In contrast to quartz, both magnetite and haematite reduced the phagocytosis of NTHi by THP-1 macrophages. Given that quartz typically induced higher levels of inflammation in these cells than the iron oxides, the impairment in NTHi phagocytosis seems to be uncoupled from the inflammatory response. While the mechanism is unclear from our study, macrophage dysfunction has a profound impact on airway health. For example, mice with depleted macrophages are more susceptible to experimental pneumonia due to a lack of bacterial clearance [48,49]. Accordingly, a reduction in macrophage phagocytotic capacity in commonly found in bronchiectasis and is hypothesised to pre-empt, and probably contribute to the development of, the disease [50]. This highlights the importance of macrophage function and points to a possible mechanism linking exposure to geogenic particles and an increased risk of severe bacterial infection.

It is worth noting that some of the responses we observed in THP-1 cells were not replicated in the PBMC-derived macrophages. It is possible that this is due to the method of cell transformation. THP-1 were transformed using PMA, a commonly use protocol that yields an “M0” macrophage, whereas the GM-CSF used to transform the PBMC macrophages results in an “M1” phenotype. These phenotypic differences may impact on the phagocytic potential of the cells. Nonetheless, haematite still impacted NTHi phagocytosis in some strains in the PBMCs, suggesting that the impact of iron oxide is preserved across macrophage sub-types.

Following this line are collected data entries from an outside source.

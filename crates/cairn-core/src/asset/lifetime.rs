// Copyright 2025 eraflo
//
// Licensed under the Apache License, Version 2.0 (the "License");
// you may not use this file except in compliance with the License.
// You may obtain a copy of the License at
//
//     http://www.apache.org/licenses/LICENSE-2.0
//
// Unless required by applicable law or agreed to in writing, software
// distributed under the License is distributed on an "AS IS" BASIS,
// WITHOUT WARRANTIES OR CONDITIONS OF ANY KIND, either express or implied.
// See the License for the specific language governing permissions and
// limitations under the License.

/// Remaining lifetime, in sweep ticks, given to entries inserted without an
/// explicit lifetime.
pub const DEFAULT_LIFETIME_SECS: u32 = 180;

/// How long a cache entry may stay in the store.
///
/// The variants map onto the signed integer encoding used by callers that
/// persist or exchange lifetimes: `-2` is [`Lifetime::Permanent`], `-1` is
/// [`Lifetime::Session`] and any positive value is [`Lifetime::Seconds`].
#[derive(Debug, Clone, Copy, PartialEq, Eq, Hash)]
pub enum Lifetime {
    /// Never evicted by the sweep.
    Permanent,
    /// Tied to the current session: never evicted by the sweep, only dropped
    /// by a full clear.
    Session,
    /// Evicted once this many sweep ticks have elapsed.
    Seconds(u32),
}

impl Lifetime {
    /// Raw encoding of [`Lifetime::Permanent`].
    pub const PERMANENT_RAW: i32 = -2;
    /// Raw encoding of [`Lifetime::Session`].
    pub const SESSION_RAW: i32 = -1;

    /// Decodes the signed representation. `0` and values below `-2` have no
    /// meaning and yield `None`.
    pub fn from_raw(raw: i32) -> Option<Self> {
        match raw {
            Self::PERMANENT_RAW => Some(Lifetime::Permanent),
            Self::SESSION_RAW => Some(Lifetime::Session),
            n if n > 0 => Some(Lifetime::Seconds(n as u32)),
            _ => None,
        }
    }

    /// Encodes the lifetime as a signed integer.
    pub fn as_raw(self) -> i32 {
        match self {
            Lifetime::Permanent => Self::PERMANENT_RAW,
            Lifetime::Session => Self::SESSION_RAW,
            Lifetime::Seconds(n) => i32::try_from(n).unwrap_or(i32::MAX),
        }
    }

    /// Returns `true` if the sweep can ever evict an entry with this lifetime.
    pub fn is_evictable(self) -> bool {
        matches!(self, Lifetime::Seconds(_))
    }

    /// Returns `true` for `Seconds(0)`, a lifetime that has already run out
    /// and must never be stored.
    pub fn is_expired(self) -> bool {
        self == Lifetime::Seconds(0)
    }

    /// Ages the lifetime by one sweep tick and reports whether it expired.
    ///
    /// `Permanent` and `Session` are left untouched and never expire.
    pub fn tick(&mut self) -> bool {
        match self {
            Lifetime::Seconds(remaining) => {
                *remaining = remaining.saturating_sub(1);
                *remaining == 0
            }
            Lifetime::Permanent | Lifetime::Session => false,
        }
    }
}

impl Default for Lifetime {
    fn default() -> Self {
        Lifetime::Seconds(DEFAULT_LIFETIME_SECS)
    }
}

Limitations of the present study must be acknowledged. While we have investigated the effects and interactions of the two major components of geogenic PM on the cell response, silica and iron oxide do not fully represent geogenic PM in its entirety, nor do they fully represent the vast heterogeneity of naturally occurring geogenic PM. We chose to focus on silica and iron oxide as these are the two constituents that have shown the most robust correlation with negative health outcomes in previous studies [33,51]. Lastly, we utilised a commonly found cell line and transformed primary macrophages from the circulation, neither of which display the same phenotype as primary alveolar macrophages. However, the consistency of the inflammatory responses, and some of the phagocytosis response, in the different macrophage types we used suggests that it is likely that the effect of iron oxide particles we have shown is conserved across macrophages with different phenotypes.

5. Conclusions

The present study has confirmed the pro-inflammatory potential of inhalable quartz in macrophages, but importantly has also shown that haematite, the most common iron oxide found in the dusts affecting regional Australian Aboriginal communities, modifies the inflammation induced by a bacterial stimulus and the ability of macrophages to phagocytose NTHi. Haematite has long been viewed as a biologically inert particle due to its mild inflammatory profile. However, our results provide novel evidence that iron oxide suppresses NTHi phagocytosis which may contribute to the high burden of pathogenic respiratory NTHi infection in at-risk communities. This has important implications for all individuals exposed to iron-laden particulates.